What to work on
Reproduce the entries below exactly, but only from the line containing "filename cli/src/commands/exec.rs" to the line containing "pub struct ExecArgs", inclusive.

Data records:
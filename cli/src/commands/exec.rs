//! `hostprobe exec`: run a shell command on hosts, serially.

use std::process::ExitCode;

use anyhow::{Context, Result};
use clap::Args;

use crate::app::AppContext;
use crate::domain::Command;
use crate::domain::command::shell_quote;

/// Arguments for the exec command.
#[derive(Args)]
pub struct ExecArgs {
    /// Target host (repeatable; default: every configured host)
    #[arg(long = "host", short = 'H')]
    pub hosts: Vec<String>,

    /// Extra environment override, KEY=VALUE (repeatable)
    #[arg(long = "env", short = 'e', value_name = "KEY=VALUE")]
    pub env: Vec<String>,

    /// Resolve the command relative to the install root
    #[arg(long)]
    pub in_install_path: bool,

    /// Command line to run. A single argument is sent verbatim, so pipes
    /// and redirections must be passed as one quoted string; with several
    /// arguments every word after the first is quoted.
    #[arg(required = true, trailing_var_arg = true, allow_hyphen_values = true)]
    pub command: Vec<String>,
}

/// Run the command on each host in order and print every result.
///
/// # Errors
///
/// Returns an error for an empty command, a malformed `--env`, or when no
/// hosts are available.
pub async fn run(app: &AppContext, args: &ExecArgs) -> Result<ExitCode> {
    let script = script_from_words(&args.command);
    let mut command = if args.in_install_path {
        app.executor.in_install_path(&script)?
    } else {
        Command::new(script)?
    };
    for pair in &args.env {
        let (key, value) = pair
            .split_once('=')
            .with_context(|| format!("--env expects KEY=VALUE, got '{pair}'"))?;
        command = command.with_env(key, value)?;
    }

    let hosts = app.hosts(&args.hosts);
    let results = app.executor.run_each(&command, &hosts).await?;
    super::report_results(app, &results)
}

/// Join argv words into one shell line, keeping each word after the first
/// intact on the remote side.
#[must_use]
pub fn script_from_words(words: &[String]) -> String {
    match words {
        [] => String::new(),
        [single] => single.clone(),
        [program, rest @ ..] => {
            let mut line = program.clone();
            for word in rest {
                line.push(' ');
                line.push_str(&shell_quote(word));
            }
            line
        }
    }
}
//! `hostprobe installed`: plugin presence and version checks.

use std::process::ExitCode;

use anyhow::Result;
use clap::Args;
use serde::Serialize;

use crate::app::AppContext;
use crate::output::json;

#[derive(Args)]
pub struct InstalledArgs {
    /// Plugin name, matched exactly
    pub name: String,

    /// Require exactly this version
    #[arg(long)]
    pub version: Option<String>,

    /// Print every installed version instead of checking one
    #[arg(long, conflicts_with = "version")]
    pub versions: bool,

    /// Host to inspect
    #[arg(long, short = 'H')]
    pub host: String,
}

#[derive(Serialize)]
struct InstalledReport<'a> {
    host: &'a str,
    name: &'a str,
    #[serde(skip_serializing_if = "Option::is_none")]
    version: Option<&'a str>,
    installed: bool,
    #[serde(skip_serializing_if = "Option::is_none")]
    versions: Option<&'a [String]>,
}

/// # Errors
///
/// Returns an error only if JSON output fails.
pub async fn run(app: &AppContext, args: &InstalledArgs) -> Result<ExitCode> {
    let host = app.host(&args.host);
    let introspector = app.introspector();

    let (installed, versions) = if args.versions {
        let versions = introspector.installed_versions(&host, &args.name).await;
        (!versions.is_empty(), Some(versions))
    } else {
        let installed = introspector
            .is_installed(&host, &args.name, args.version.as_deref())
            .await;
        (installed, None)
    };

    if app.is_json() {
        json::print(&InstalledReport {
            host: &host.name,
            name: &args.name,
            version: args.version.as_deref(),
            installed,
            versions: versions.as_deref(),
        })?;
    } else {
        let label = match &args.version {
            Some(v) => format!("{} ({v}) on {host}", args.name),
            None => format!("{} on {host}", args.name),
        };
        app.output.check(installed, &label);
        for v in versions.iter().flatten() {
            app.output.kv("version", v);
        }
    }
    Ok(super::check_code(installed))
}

---

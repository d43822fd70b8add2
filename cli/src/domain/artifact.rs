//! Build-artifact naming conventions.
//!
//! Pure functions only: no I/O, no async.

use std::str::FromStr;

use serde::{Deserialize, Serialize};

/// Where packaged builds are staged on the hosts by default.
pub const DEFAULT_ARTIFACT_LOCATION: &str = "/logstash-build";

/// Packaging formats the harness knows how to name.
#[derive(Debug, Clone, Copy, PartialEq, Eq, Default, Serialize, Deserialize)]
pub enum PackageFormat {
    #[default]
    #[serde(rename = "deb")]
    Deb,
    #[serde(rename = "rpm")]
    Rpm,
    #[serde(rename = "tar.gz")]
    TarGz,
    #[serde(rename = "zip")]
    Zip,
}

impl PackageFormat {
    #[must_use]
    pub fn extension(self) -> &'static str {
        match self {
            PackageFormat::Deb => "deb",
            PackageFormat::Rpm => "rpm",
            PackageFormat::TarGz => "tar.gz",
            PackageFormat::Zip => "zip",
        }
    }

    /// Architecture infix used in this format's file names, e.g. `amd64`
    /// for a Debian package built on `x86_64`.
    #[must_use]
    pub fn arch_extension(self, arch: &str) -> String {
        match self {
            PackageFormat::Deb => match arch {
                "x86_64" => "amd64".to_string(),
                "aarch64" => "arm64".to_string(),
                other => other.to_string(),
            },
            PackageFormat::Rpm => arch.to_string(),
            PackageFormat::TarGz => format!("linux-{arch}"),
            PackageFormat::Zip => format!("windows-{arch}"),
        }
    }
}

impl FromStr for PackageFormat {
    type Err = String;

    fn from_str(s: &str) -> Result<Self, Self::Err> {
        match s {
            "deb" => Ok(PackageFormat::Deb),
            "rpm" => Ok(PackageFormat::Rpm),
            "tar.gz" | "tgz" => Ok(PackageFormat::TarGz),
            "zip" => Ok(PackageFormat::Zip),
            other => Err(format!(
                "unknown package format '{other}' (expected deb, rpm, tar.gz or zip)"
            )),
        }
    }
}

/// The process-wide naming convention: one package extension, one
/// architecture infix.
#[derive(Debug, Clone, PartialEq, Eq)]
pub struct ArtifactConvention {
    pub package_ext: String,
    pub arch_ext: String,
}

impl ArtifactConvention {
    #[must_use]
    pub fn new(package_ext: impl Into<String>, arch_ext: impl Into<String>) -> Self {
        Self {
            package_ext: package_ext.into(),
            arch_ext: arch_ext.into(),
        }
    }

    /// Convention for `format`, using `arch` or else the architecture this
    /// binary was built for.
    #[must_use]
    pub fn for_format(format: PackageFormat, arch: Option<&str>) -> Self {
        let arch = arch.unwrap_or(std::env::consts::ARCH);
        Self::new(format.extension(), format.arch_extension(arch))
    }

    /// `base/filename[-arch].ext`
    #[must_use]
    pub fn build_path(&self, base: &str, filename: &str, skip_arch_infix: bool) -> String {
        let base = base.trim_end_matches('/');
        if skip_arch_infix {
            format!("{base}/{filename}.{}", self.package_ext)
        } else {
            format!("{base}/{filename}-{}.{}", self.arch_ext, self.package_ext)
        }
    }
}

Solution
filename cli/src/commands/exec.rs
//! `hostprobe exec`: run a shell command on hosts, serially.

use std::process::ExitCode;

use anyhow::{Context, Result};
use clap::Args;

use crate::app::AppContext;
use crate::domain::Command;
use crate::domain::command::shell_quote;

/// Arguments for the exec command.
#[derive(Args)]
pub struct ExecArgs {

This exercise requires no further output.